Here's some practical advice on what to do before and during the interview:


  •  Learn as much as you can about your future employer. This will show your interest not only in the open position but also in the mission and vision of the company.
  • Prepare a bio that sums up your best achievements. You'll have to talk about yourself, that's for sure. If you are introverted, it will help to have a small speech ready. Practice the speech with someone: a close friend or family member.
  • Prepare answers to the questions most employers like to ask. This will include your strengths and weaknesses, why do you want to leave your current job and why do you want to work for them.
  • Don't just show off your skills, show them facts. When they ask you about your greatest achievement, use an objective language. For example, talk about a project or software you coded. Be very specific and show them you know how to talk about your experience.
  •  Prove to them you're a problem solver and a team player. Companies like to hire people that can work under pressure and show these type of soft skills.
  • Be honest. Don't be too humble, but at the same time, don't overestimate your programming competences or experience in the industry. 
  • Don't underestimate your body language. When you are in front of your interviewer,  sit in a comfortable position and try to avoid crossing your arms (it's a sign that you have a defensive attitude).

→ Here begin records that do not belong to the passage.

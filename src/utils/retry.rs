//! Retry with exponential backoff for transient failures.
//!
//! The core pipeline never retries; this lives at the CLI boundary where
//! a caller has decided re-issuing the operation is safe.

use std::future::Future;
use std::time::Duration;
use tokio::time::sleep;

/// Configuration for retry behavior.
#[derive(Debug, Clone)]
pub struct RetryConfig {
    /// Maximum number of attempts, including the first.
    pub max_attempts: u32,
    /// Initial delay between attempts.
    pub initial_delay: Duration,
    /// Maximum delay between attempts.
    pub max_delay: Duration,
    /// Backoff multiplier applied after each attempt.
    pub multiplier: f64,
}

impl Default for RetryConfig {
    fn default() -> Self {
        Self {
            max_attempts: 3,
            initial_delay: Duration::from_millis(100),
            max_delay: Duration::from_secs(10),
            multiplier: 2.0,
        }
    }
}

impl RetryConfig {
    #[must_use]
    pub fn new(max_attempts: u32) -> Self {
        Self {
            max_attempts,
            ..Default::default()
        }
    }

    #[must_use]
    pub fn with_initial_delay(mut self, delay: Duration) -> Self {
        self.initial_delay = delay;
        self
    }
}

/// Determines if an error is worth retrying.
pub trait Retryable {
    fn is_retryable(&self) -> bool;
}

// Default implementation for anyhow::Error
impl Retryable for anyhow::Error {
    fn is_retryable(&self) -> bool {
        let msg = self.to_string().to_lowercase();
        msg.contains("timeout")
            || msg.contains("connection refused")
            || msg.contains("connection reset")
            || msg.contains("temporarily unavailable")
            || msg.contains("service unavailable")
            || msg.contains("too many requests")
    }
}

/// Execute an async operation, retrying retryable errors with exponential
/// backoff. Non-retryable errors and the final attempt's error are
/// returned as-is.
pub async fn with_retry<T, E, F, Fut>(config: &RetryConfig, mut operation: F) -> Result<T, E>
where
    E: Retryable,
    F: FnMut() -> Fut,
    Fut: Future<Output = Result<T, E>>,
{
    let mut attempts = 0;
    let mut delay = config.initial_delay;

    loop {
        attempts += 1;

        match operation().await {
            Ok(value) => return Ok(value),
            Err(error) => {
                if attempts >= config.max_attempts || !error.is_retryable() {
                    return Err(error);
                }

                // Jitter avoids synchronized retries from parallel callers
                let jitter_ms = rand_jitter(delay.as_millis() as u64 / 4);
                sleep(delay + Duration::from_millis(jitter_ms)).await;

                delay = Duration::from_secs_f64(delay.as_secs_f64() * config.multiplier)
                    .min(config.max_delay);
            }
        }
    }
}

/// Cheap non-cryptographic jitter from the system clock.
fn rand_jitter(max: u64) -> u64 {
    if max == 0 {
        return 0;
    }
    let seed = std::time::SystemTime::now()
        .duration_since(std::time::UNIX_EPOCH)
        .map(|d| d.as_nanos() as u64)
        .unwrap_or(0);
    seed % max
}
use anyhow::Result;

use crate::cli::output::{StatusInfo, get_formatter};
use crate::client::DaemonClient;
use crate::models::{Config, OutputFormat, StoreDriver};
use crate::services::{EmbeddingClient, create_backend};

pub async fn handle_status(format: OutputFormat, _verbose: bool) -> Result<()> {
    let config = Config::load()?;
    let formatter = get_formatter(format);

    let client = DaemonClient::new(&config);
    let daemon_running = client.is_running();

    let (daemon_status, idle_secs, metrics) = if daemon_running {
        match client.status().await {
            Ok(status) => (true, Some(status.idle_secs), status.metrics),
            Err(_) => (false, None, None),
        }
    } else {
        (false, None, None)
    };

    let embedding_healthy = match EmbeddingClient::new(&config.embedding) {
        Ok(client) => client.health_check().await.is_ok(),
        Err(_) => false,
    };

    let (store_connected, record_count) = if let Ok(store) =
        create_backend(&config.store, config.embedding.dimension as usize).await
    {
        let connected = store.health_check().await.unwrap_or(false);
        let records = if connected {
            store
                .info()
                .await
                .ok()
                .flatten()
                .map_or(0, |info| info.record_count)
        } else {
            0
        };
        (connected, records)
    } else {
        (false, 0)
    };

    let status = StatusInfo {
        daemon_running: daemon_status,
        daemon_idle_secs: idle_secs,
        embedding_url: config.embedding.url.clone(),
        embedding_healthy,
        store_driver: config.store.driver.to_string(),
        store_url: config.store.url.clone(),
        store_connected,
        record_count,
        collection: config.store.collection.clone(),
        metrics,
    };

    print!("{}", formatter.format_status(&status));

    if !daemon_status || !store_connected || !embedding_healthy {
        eprintln!();
        if !daemon_status {
            eprintln!("Hint: daemon not running. It will start automatically on first request.");
            eprintln!("      Or start manually with: semstore serve");
        }
        if !embedding_healthy {
            eprintln!(
                "Warning: embedding server not reachable at {}",
                config.embedding.url
            );
        }
        if !store_connected {
            match config.store.driver {
                StoreDriver::Qdrant => {
                    eprintln!("Warning: Qdrant not reachable. Check that it is running.");
                }
                StoreDriver::Postgres => {
                    eprintln!("Warning: PostgreSQL not accessible. Check connection settings.");
                }
                StoreDriver::Memory => {}
            }
        }
    }

    Ok(())
}
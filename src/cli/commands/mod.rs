mod config;
mod delete;
mod encode;
mod ingest;
mod records;
mod search;
mod serve;
mod status;

pub use config::ConfigCommand;
pub use delete::DeleteCommand;
pub use encode::EncodeArgs;
pub use ingest::IngestArgs;
pub use records::RecordsArgs;
pub use search::SearchArgs;
pub use serve::ServeArgs;

pub use config::handle_config;
pub use delete::handle_delete;
pub use encode::handle_encode;
pub use ingest::handle_ingest;
pub use records::handle_records;
pub use search::handle_search;
pub use serve::handle_serve;
pub use status::handle_status;

use std::sync::Arc;

use anyhow::{Context, Result};

use crate::models::Config;
use crate::services::{EmbeddingClient, Encoder, Pipeline, create_backend};

/// Build a pipeline straight from configuration: embedding client plus
/// record store backend, with the store made ready for writes.
pub(crate) async fn build_pipeline(config: &Config) -> Result<Pipeline> {
    let embedding_client =
        EmbeddingClient::new(&config.embedding).context("failed to create embedding client")?;

    let store = create_backend(&config.store, config.embedding.dimension as usize)
        .await
        .context("failed to connect to record store")?;
    store
        .ensure_ready()
        .await
        .context("failed to prepare record store")?;

    Ok(Pipeline::new(
        Encoder::new(Arc::new(embedding_client)),
        store,
    ))
}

  • Try to smile. Be kind, but not too friendly. If you wear a suit, don't take your jacket off unless your interviewer proposes you to do so (i.e., it's very hot in the room).
  • Try to stay focused for the whole interview. Prepare some questions that you would like to ask, but only ask them when you're invited to do so.
  •  Just before the interview. In order to arrive at the meeting with the necessary focus and the right attitude, take some time to relax. For example, you can go to your favourite place and get a good coffee or have a chat with a friend. This will release some of the pressure you feel.


The bottom line is: a job interview is a great opportunity, no matter if you get the job or not. If you are successful, good on you! But even if you get rejected, and this could happen for a number of reasons, you'll be able to "practice" and have more chances in your future interviews.